Слова Брика вернули Шажкова на землю: звуки снова стали четкими, туман спал с глаз. Открылась дверь, и вошли Пташка с Павлом, а через некоторое время вернулся и Алексей Брик.
- Публика собирается, - бодро отрапортовал он, - я организовал сортировку на входе. Нашёл волонтёров.
- Парень в джинсовом костюме среди них есть, с длинными волосами? – спросил Валентин.
- Так он и предложил помощь.
- Ну, это мои. Они не подведут.
- Посмотрим, посмотрим.
- Галя, - позвала Пташку Софья, - иди к нам. Валюша, позаботься о девушке.
- Ей можно налить? - тихо спросил Валя Павла.
- Только шампанское, - также тихо ответил продюсер-телохранитель.

Через некоторое время пришёл Коля Бен Ладен, выпил водки и надел принесённый с собой зелёный хирургический халат.
- Это сценический образ, - объяснил он.
Последним появился Николай Петрович Разгуляев в вельветовом пиджаке с бабочкой.
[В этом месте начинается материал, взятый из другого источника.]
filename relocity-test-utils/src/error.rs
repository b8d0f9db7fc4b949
use thiserror::Error;

#[derive(Error, Debug)]
pub enum TestError {
    #[error(transparent)]
    DbErr(#[from] sea_orm::DbErr),
    #[error(transparent)]
    Io(#[from] std::io::Error),
    #[error(transparent)]
    Json(#[from] serde_json::Error),
}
Отказался от выпивки, объяснив, что «уже принял» и критически оглядел компанию.
- Сейчас пока надо приостановиться, ребята, - сказал он добродушно, - лучше потом после каждого номера по рюмочке.
- Да, мужики, кончаем, - строго произнёс Брик, - я пойду посмотрю, как там публика, а ты, Саша (обращаясь к Никифорову), будь другом, сходи с моим технарём, посмотрите аппаратуру. Свет ещё не забудьте проверить.
- Вот, начинается, - подумал Шажков, чувствуя приятное тепло в животе и лёгкий озноб в спине, - наконец-то!

В зале царило беспорядочное движение. Ровные ряды стульев, столь любезные взору Лёши Брика, были нарушены. Группы молодёжи ставили стулья кружками, часть отодвинули к стенам, несколько стульев валялись на полу и потом были подняты дежурным с красной повязкой на руке. У барной стойки народ толпился за пивом, выдававшимся в больших картонных стаканах.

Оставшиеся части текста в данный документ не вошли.